Data for processing:

=-=-=-=-=

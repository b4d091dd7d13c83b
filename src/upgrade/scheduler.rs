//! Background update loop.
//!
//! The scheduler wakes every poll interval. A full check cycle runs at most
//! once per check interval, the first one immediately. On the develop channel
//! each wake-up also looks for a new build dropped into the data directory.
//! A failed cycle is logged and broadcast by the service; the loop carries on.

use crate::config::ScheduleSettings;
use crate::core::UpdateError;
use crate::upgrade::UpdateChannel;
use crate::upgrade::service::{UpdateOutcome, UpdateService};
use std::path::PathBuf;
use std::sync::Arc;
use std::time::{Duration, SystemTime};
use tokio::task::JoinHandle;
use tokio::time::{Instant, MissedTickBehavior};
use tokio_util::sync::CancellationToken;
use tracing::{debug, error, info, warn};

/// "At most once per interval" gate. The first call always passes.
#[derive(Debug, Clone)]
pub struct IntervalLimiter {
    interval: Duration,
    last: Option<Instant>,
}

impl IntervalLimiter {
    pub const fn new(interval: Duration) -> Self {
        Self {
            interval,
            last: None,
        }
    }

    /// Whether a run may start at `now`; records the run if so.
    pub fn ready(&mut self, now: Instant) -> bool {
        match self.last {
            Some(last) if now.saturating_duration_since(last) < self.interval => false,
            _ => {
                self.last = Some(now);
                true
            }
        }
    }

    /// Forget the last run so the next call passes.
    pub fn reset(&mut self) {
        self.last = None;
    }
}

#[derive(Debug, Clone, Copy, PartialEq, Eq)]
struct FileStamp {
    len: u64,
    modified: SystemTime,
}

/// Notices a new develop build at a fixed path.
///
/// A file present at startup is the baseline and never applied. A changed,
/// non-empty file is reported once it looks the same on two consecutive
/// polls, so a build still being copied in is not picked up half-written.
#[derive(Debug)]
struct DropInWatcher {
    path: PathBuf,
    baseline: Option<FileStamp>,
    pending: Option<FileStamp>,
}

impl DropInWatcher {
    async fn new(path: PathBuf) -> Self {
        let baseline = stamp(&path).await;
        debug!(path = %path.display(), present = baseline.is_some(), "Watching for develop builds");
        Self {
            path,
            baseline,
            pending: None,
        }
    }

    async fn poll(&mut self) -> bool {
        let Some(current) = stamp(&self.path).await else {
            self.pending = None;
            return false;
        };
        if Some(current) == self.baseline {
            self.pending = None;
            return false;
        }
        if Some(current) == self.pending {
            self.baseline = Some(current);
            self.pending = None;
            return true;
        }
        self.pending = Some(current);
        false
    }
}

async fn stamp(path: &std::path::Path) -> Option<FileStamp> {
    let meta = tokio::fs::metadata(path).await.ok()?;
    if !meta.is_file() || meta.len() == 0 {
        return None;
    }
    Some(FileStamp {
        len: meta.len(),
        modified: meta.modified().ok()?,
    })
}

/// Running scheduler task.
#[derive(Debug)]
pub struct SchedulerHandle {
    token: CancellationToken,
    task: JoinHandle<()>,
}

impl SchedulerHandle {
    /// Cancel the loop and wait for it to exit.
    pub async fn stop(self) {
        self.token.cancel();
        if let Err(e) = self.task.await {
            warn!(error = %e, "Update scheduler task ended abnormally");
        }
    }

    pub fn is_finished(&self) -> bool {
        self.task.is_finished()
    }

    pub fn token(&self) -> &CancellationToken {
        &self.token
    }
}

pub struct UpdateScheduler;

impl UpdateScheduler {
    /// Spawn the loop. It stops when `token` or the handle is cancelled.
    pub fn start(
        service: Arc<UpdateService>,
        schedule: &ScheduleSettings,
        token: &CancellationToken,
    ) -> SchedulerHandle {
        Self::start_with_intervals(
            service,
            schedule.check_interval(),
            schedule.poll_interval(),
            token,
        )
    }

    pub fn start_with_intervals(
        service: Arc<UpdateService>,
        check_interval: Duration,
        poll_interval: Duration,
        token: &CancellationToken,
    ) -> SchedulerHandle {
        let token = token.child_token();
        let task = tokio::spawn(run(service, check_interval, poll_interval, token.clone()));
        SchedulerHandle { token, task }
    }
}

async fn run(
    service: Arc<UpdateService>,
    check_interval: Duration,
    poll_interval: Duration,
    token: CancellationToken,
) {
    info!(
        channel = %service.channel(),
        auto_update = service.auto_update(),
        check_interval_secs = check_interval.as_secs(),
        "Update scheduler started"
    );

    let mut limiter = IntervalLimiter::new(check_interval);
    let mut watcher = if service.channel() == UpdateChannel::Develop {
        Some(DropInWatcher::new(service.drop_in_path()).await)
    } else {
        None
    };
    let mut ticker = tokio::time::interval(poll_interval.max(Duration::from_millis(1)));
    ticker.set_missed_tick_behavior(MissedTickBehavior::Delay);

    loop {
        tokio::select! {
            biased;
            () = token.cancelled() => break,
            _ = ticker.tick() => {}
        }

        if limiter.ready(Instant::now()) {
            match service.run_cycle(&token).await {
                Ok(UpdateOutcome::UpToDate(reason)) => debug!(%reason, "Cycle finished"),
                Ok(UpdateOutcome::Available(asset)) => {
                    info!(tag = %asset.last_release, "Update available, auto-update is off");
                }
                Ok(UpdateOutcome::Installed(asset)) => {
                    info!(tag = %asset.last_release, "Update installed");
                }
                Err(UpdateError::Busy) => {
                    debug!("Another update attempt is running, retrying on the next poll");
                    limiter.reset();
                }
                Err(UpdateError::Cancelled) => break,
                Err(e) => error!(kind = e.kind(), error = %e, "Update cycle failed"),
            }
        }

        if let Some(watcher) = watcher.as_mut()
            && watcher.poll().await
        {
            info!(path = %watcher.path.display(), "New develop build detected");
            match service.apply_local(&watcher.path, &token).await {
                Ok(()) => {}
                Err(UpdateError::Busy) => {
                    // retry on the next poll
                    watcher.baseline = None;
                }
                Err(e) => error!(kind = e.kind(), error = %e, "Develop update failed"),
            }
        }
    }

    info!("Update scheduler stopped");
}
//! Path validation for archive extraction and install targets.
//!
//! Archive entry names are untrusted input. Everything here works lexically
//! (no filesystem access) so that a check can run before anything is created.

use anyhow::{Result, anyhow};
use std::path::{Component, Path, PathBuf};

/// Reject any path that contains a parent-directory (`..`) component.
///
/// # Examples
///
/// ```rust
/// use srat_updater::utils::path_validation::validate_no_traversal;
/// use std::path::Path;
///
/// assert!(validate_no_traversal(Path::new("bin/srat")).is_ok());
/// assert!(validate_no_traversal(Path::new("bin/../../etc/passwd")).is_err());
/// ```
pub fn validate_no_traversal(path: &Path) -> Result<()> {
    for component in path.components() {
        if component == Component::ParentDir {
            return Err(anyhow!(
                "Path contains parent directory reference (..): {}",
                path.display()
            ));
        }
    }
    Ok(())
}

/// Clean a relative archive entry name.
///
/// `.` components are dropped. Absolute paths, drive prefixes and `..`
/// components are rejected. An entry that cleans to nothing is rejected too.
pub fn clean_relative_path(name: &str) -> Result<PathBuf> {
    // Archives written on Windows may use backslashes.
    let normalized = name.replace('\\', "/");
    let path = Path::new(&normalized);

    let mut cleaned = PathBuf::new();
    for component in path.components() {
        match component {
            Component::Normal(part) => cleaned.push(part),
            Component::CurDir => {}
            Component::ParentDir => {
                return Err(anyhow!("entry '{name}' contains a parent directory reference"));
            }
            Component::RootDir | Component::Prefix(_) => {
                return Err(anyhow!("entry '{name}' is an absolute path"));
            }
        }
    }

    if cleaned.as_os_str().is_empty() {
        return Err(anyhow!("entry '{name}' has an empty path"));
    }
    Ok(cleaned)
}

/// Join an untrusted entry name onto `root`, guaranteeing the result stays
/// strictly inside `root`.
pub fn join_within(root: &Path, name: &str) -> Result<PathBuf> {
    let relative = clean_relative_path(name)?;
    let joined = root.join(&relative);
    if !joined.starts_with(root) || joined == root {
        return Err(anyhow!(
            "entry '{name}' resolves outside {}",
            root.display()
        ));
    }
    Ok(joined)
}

=-=-=-=-=

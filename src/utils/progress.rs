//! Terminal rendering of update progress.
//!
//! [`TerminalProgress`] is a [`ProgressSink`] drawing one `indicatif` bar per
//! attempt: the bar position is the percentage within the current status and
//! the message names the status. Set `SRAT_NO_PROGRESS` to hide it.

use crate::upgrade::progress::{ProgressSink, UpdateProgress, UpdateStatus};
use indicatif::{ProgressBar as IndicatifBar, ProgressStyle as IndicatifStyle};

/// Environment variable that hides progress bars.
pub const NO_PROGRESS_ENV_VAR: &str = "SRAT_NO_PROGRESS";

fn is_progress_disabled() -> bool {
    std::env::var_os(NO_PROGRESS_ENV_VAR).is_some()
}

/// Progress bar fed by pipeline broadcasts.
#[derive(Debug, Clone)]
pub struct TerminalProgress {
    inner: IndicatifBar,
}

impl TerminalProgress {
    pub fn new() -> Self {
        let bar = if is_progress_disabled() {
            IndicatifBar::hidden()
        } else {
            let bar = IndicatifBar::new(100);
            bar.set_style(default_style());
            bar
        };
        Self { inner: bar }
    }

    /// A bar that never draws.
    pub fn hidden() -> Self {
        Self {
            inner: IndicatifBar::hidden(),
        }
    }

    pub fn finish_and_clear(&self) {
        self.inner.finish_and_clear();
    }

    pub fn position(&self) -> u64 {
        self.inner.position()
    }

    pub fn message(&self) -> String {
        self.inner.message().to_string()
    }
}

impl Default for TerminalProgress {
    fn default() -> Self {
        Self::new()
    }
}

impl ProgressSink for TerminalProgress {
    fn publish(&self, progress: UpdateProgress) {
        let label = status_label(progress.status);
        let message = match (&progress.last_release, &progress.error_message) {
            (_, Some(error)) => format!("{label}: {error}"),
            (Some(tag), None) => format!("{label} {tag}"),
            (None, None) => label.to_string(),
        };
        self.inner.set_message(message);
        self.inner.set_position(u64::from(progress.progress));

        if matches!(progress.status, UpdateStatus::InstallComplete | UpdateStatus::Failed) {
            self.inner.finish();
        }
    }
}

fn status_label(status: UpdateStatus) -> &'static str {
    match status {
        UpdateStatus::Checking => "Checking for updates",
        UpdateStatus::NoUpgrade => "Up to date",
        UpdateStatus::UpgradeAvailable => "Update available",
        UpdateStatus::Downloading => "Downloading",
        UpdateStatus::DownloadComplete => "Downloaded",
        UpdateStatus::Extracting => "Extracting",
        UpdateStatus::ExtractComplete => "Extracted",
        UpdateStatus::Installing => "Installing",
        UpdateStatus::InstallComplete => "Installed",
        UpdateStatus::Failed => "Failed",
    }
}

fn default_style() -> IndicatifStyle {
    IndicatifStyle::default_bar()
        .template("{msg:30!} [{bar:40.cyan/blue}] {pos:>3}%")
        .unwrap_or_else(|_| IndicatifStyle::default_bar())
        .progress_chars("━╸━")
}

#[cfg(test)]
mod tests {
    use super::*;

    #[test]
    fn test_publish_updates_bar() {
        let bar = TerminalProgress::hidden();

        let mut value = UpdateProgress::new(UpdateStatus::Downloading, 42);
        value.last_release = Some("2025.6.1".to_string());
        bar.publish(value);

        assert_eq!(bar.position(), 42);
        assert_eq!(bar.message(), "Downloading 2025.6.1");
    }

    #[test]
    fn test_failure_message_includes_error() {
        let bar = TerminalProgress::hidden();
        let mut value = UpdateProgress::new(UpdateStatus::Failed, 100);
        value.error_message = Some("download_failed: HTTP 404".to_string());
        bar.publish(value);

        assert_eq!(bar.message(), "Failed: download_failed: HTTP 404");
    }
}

=-=-=-=-=

Exercise description: Your answer should consist of copies of the lines above that include the string "UpdateChannel".

Answer box:
use crate::upgrade::UpdateChannel;
    let mut watcher = if service.channel() == UpdateChannel::Develop {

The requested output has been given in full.